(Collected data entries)
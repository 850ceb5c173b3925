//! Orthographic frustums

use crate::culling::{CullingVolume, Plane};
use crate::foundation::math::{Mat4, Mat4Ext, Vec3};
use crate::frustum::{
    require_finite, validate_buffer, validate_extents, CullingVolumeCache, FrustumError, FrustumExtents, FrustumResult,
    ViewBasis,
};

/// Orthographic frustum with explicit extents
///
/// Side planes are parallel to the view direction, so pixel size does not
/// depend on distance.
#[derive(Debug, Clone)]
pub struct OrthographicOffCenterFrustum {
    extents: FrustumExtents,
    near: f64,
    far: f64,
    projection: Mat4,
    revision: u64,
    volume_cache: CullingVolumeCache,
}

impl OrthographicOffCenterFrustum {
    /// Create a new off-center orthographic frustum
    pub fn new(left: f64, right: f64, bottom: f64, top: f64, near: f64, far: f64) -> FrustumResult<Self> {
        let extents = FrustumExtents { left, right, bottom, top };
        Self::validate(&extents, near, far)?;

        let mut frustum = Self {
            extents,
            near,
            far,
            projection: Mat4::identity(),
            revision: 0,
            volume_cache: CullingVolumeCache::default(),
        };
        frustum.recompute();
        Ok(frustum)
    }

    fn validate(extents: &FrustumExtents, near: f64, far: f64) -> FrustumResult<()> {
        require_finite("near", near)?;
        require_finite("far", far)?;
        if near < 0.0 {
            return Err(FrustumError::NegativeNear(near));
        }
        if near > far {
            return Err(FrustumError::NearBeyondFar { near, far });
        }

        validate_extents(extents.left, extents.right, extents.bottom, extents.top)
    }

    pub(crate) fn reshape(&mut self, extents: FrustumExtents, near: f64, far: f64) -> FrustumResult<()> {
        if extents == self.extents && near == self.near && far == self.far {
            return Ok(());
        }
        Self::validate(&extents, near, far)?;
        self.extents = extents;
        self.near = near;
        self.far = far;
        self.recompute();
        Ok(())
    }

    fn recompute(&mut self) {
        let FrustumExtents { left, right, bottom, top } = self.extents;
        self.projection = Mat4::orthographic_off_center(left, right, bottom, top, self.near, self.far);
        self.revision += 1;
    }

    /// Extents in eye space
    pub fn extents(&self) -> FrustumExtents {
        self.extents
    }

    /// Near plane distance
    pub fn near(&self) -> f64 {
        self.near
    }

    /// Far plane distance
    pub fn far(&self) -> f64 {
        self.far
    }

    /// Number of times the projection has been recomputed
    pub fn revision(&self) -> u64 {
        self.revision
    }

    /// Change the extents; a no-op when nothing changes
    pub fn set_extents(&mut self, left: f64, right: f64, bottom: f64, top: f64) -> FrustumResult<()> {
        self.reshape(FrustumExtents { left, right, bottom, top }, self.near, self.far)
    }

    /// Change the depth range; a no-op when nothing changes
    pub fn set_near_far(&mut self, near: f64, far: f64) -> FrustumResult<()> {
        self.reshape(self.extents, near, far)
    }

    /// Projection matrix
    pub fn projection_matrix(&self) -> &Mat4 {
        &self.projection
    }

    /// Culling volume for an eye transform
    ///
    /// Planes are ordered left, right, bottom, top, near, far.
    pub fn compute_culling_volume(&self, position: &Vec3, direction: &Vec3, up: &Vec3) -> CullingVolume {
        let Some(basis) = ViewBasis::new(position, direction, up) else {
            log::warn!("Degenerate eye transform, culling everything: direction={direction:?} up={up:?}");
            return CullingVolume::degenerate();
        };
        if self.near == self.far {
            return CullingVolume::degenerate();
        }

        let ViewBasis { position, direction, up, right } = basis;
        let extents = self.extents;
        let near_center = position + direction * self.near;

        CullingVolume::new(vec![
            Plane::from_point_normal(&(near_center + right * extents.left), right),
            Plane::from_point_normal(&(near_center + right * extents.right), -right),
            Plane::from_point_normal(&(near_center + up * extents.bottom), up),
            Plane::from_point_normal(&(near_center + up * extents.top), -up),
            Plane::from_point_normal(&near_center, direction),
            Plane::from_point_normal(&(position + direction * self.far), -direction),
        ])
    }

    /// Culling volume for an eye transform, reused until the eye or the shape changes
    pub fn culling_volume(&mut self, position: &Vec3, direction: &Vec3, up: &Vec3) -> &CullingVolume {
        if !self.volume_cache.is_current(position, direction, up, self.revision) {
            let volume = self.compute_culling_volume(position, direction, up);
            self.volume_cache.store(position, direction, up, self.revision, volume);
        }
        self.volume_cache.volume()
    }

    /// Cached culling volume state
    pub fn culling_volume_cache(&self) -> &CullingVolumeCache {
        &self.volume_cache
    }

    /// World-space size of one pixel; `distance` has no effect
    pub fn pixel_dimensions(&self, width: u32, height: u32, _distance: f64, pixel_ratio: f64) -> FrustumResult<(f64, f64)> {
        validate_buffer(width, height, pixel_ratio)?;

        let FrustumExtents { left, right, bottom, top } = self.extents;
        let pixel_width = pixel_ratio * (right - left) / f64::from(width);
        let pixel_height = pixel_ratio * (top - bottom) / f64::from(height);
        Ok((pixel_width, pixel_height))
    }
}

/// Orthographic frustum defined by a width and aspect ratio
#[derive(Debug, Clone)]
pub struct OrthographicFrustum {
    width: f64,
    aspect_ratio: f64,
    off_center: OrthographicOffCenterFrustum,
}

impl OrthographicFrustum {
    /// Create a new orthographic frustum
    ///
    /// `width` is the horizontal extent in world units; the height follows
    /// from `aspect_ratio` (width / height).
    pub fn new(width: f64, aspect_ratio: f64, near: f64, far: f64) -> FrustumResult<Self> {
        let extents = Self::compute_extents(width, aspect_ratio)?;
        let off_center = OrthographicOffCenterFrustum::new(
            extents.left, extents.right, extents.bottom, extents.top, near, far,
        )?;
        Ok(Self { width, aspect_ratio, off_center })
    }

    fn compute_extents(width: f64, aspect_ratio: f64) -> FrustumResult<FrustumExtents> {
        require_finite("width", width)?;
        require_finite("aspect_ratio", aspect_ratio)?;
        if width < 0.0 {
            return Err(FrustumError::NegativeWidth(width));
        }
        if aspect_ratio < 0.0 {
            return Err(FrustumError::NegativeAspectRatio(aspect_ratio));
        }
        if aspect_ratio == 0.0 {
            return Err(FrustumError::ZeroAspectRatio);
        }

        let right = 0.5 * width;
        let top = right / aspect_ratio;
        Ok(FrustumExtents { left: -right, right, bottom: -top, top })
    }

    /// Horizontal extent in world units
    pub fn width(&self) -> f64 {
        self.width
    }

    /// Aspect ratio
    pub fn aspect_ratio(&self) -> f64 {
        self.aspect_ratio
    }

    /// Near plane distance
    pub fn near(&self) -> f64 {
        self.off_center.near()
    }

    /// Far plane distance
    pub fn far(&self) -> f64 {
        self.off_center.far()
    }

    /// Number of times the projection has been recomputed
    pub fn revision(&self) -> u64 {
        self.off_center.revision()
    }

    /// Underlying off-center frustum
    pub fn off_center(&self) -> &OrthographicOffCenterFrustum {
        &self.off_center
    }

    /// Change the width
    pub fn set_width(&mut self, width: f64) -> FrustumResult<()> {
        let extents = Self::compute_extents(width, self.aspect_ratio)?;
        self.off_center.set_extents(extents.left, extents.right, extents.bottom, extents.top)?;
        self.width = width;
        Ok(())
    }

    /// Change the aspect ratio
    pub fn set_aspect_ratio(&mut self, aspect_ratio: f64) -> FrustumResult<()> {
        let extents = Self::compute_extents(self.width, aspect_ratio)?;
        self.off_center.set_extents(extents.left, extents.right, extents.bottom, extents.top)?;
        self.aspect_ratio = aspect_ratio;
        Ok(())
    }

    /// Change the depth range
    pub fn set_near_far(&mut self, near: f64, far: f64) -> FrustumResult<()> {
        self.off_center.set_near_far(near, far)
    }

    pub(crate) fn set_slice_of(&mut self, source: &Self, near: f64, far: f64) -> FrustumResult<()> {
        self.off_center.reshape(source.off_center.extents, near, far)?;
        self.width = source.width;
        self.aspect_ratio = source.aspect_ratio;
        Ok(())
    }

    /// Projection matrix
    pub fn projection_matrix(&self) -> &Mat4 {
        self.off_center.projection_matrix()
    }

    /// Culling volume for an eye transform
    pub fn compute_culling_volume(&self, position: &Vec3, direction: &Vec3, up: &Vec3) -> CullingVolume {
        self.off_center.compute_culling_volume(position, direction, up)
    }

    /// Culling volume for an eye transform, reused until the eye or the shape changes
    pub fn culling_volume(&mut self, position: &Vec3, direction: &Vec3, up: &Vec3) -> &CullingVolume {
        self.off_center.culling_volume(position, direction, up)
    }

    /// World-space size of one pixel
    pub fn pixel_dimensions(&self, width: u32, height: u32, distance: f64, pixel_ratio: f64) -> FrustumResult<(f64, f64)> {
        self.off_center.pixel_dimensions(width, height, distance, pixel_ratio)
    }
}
--
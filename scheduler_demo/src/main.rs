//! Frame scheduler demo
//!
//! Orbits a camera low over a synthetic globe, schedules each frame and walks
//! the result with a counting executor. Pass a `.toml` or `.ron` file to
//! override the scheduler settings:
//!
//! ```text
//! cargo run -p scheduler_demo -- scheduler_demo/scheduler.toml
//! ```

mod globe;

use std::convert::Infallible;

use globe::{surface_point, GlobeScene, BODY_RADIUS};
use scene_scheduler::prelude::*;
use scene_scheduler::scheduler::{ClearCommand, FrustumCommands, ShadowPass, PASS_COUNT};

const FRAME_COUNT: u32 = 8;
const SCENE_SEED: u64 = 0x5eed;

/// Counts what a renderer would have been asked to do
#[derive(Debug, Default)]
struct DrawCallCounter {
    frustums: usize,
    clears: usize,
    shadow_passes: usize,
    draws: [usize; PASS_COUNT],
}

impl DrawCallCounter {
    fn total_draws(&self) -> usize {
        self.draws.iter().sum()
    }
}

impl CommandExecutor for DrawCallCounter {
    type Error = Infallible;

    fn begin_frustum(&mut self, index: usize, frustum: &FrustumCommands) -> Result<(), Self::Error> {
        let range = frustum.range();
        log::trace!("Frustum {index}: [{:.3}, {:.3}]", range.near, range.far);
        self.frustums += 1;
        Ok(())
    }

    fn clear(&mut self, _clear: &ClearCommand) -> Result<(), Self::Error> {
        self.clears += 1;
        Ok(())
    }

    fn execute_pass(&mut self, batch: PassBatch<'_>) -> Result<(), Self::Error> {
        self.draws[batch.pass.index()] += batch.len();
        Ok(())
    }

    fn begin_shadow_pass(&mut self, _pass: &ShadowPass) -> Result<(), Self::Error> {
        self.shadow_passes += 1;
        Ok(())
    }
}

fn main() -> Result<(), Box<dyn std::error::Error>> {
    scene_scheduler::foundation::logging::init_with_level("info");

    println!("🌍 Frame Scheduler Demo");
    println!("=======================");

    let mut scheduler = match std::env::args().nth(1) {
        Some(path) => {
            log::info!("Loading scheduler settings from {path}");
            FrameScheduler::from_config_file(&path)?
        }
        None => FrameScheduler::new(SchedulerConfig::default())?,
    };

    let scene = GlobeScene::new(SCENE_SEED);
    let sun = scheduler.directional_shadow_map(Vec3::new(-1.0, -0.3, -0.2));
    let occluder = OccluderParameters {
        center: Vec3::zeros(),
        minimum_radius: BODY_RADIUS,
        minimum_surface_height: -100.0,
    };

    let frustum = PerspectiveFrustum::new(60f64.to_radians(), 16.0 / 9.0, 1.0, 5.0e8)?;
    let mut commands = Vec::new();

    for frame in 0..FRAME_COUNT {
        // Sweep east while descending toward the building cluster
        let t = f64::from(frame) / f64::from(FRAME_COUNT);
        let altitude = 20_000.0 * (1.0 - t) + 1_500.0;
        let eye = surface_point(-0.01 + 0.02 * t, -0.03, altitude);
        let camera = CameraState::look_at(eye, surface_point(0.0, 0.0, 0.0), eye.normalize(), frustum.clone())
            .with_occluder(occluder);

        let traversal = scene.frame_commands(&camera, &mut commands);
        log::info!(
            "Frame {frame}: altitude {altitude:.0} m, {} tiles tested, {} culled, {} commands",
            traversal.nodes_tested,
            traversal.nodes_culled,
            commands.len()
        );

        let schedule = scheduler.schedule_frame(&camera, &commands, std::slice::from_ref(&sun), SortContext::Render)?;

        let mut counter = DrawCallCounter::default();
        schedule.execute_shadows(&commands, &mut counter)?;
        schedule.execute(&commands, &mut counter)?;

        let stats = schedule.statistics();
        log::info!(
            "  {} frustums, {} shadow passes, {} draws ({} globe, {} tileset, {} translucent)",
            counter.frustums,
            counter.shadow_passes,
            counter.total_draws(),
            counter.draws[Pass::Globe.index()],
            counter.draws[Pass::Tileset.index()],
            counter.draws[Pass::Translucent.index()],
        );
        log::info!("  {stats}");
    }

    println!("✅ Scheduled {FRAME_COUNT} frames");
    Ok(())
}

_EXERCISE AIM_
Your reply is to repeat, unchanged, the lines above running from the one with "repository 850ceb5c173b3925" up to and including the one with "depend on distance.".

_EXERCISE ANSWER_
repository 850ceb5c173b3925
//! Orthographic frustums

use crate::culling::{CullingVolume, Plane};
use crate::foundation::math::{Mat4, Mat4Ext, Vec3};
use crate::frustum::{
    require_finite, validate_buffer, validate_extents, CullingVolumeCache, FrustumError, FrustumExtents, FrustumResult,
    ViewBasis,
};

/// Orthographic frustum with explicit extents
///
/// Side planes are parallel to the view direction, so pixel size does not
/// depend on distance.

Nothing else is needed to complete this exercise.